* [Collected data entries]
// Arithmetic Closure - Subtotals Equal Their Resolved Constituents
//
// e.g. GROSS_PROFIT = REVENUE - COST_OF_SALES. Subtracted terms use the
// magnitude of the constituent, since cost lines are often printed negative.
// No verdict when the metric has no closure rule, a constituent is not
// resolved for the same period, or the constituents cannot be summed.

use crate::types::{Candidate, MetricDefinition, ResolvedLedger, RuleName, TermSign, Verdict};
use crate::validators::within_tolerance;
use rust_decimal::Decimal;

pub fn check(
    candidate: &Candidate,
    definition: &MetricDefinition,
    ledger: &ResolvedLedger,
    tolerance: f64,
) -> Option<Verdict> {
    if definition.closure.is_empty() {
        return None;
    }

    let period = candidate.period().key();
    let mut expected = Decimal::ZERO;
    let mut terms = Vec::with_capacity(definition.closure.len());

    for term in &definition.closure {
        let value = ledger.get(term.metric, period)?;
        match term.sign {
            TermSign::Add => {
                expected = expected.checked_add(value)?;
                terms.push(format!("+ {} {}", term.metric, value));
            }
            TermSign::Subtract => {
                expected = expected.checked_sub(value.abs())?;
                terms.push(format!("- {} {}", term.metric, value.abs()));
            }
        }
    }

    let actual = candidate.normalized_value();
    let detail = terms.join(" ");

    if within_tolerance(actual, expected, tolerance) {
        Some(Verdict::pass(
            candidate,
            RuleName::ArithmeticClosure,
            format!("{} closes: {} = {}", definition.id, detail, expected),
        ))
    } else {
        Some(Verdict::fail(
            candidate,
            RuleName::ArithmeticClosure,
            format!(
                "{} {} does not match {} = {} (tolerance {:.0}%)",
                definition.id,
                actual,
                detail,
                expected,
                tolerance * 100.0
            ),
        ))
    }
}

#[cfg(test)]
mod tests {
    use super::*;
    use crate::registry::builtin_definitions;
    use crate::test_support::{candidate, fy};
    use crate::types::{MetricId, VerdictOutcome};

    fn gross_profit() -> MetricDefinition {
        builtin_definitions()
            .into_iter()
            .find(|d| d.id == MetricId::GrossProfit)
            .unwrap()
    }

    fn ledger(revenue: i64, cost_of_sales: i64) -> ResolvedLedger {
        let period = fy(2023).key();
        let mut ledger = ResolvedLedger::new();
        ledger.insert(
            MetricId::Revenue,
            period,
            Decimal::new(revenue, 0) * Decimal::new(1_000_000, 0),
        );
        ledger.insert(
            MetricId::CostOfSales,
            period,
            Decimal::new(cost_of_sales, 0) * Decimal::new(1_000_000, 0),
        );
        ledger
    }

    #[test]
    fn test_mismatch_fails() {
        let c = candidate("gp", MetricId::GrossProfit, Decimal::new(400, 0), "millions", 0.9);
        let verdict = check(&c, &gross_profit(), &ledger(1000, 550), 0.05).unwrap();
        assert_eq!(verdict.outcome, VerdictOutcome::Fail);
    }

    #[test]
    fn test_negative_cost_line_still_closes() {
        let c = candidate("gp", MetricId::GrossProfit, Decimal::new(450, 0), "millions", 0.9);
        let verdict = check(&c, &gross_profit(), &ledger(1000, -550), 0.05).unwrap();
        assert_eq!(verdict.outcome, VerdictOutcome::Pass);
    }

    #[test]
    fn test_missing_constituent_is_not_applicable() {
        let c = candidate("gp", MetricId::GrossProfit, Decimal::new(450, 0), "millions", 0.9);
        let mut partial = ResolvedLedger::new();
        partial.insert(MetricId::Revenue, fy(2023).key(), Decimal::new(1_000_000_000, 0));
        assert!(check(&c, &gross_profit(), &partial, 0.05).is_none());
    }
}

* [About this exercise]
Return each line of the data exactly as it was given.

* [Response area]
// Arithmetic Closure - Subtotals Equal Their Resolved Constituents
//
// e.g. GROSS_PROFIT = REVENUE - COST_OF_SALES. Subtracted terms use the
// magnitude of the constituent, since cost lines are often printed negative.
// No verdict when the metric has no closure rule, a constituent is not
// resolved for the same period, or the constituents cannot be summed.

use crate::types::{Candidate, MetricDefinition, ResolvedLedger, RuleName, TermSign, Verdict};
use crate::validators::within_tolerance;
use rust_decimal::Decimal;

pub fn check(
    candidate: &Candidate,
    definition: &MetricDefinition,
    ledger: &ResolvedLedger,
    tolerance: f64,
) -> Option<Verdict> {
    if definition.closure.is_empty() {
        return None;
    }

    let period = candidate.period().key();
    let mut expected = Decimal::ZERO;
    let mut terms = Vec::with_capacity(definition.closure.len());

    for term in &definition.closure {
        let value = ledger.get(term.metric, period)?;
        match term.sign {
            TermSign::Add => {
                expected = expected.checked_add(value)?;
                terms.push(format!("+ {} {}", term.metric, value));
            }
            TermSign::Subtract => {
                expected = expected.checked_sub(value.abs())?;
                terms.push(format!("- {} {}", term.metric, value.abs()));
            }
        }
    }

    let actual = candidate.normalized_value();
    let detail = terms.join(" ");

    if within_tolerance(actual, expected, tolerance) {
        Some(Verdict::pass(
            candidate,
            RuleName::ArithmeticClosure,
            format!("{} closes: {} = {}", definition.id, detail, expected),
        ))
    } else {
        Some(Verdict::fail(
            candidate,
            RuleName::ArithmeticClosure,
            format!(
                "{} {} does not match {} = {} (tolerance {:.0}%)",
                definition.id,
                actual,
                detail,
                expected,
                tolerance * 100.0
            ),
        ))
    }
}

#[cfg(test)]
mod tests {
    use super::*;
    use crate::registry::builtin_definitions;
    use crate::test_support::{candidate, fy};
    use crate::types::{MetricId, VerdictOutcome};

    fn gross_profit() -> MetricDefinition {
        builtin_definitions()
            .into_iter()
            .find(|d| d.id == MetricId::GrossProfit)
            .unwrap()
    }

    fn ledger(revenue: i64, cost_of_sales: i64) -> ResolvedLedger {
        let period = fy(2023).key();
        let mut ledger = ResolvedLedger::new();
        ledger.insert(
            MetricId::Revenue,
            period,
            Decimal::new(revenue, 0) * Decimal::new(1_000_000, 0),
        );
        ledger.insert(
            MetricId::CostOfSales,
            period,
            Decimal::new(cost_of_sales, 0) * Decimal::new(1_000_000, 0),
        );
        ledger
    }

    #[test]
    fn test_mismatch_fails() {
        let c = candidate("gp", MetricId::GrossProfit, Decimal::new(400, 0), "millions", 0.9);
        let verdict = check(&c, &gross_profit(), &ledger(1000, 550), 0.05).unwrap();
        assert_eq!(verdict.outcome, VerdictOutcome::Fail);
    }

    #[test]
    fn test_negative_cost_line_still_closes() {
        let c = candidate("gp", MetricId::GrossProfit, Decimal::new(450, 0), "millions", 0.9);
        let verdict = check(&c, &gross_profit(), &ledger(1000, -550), 0.05).unwrap();
        assert_eq!(verdict.outcome, VerdictOutcome::Pass);
    }

    #[test]
    fn test_missing_constituent_is_not_applicable() {
        let c = candidate("gp", MetricId::GrossProfit, Decimal::new(450, 0), "millions", 0.9);
        let mut partial = ResolvedLedger::new();
        partial.insert(MetricId::Revenue, fy(2023).key(), Decimal::new(1_000_000_000, 0));
        assert!(check(&c, &gross_profit(), &partial, 0.05).is_none());
    }
}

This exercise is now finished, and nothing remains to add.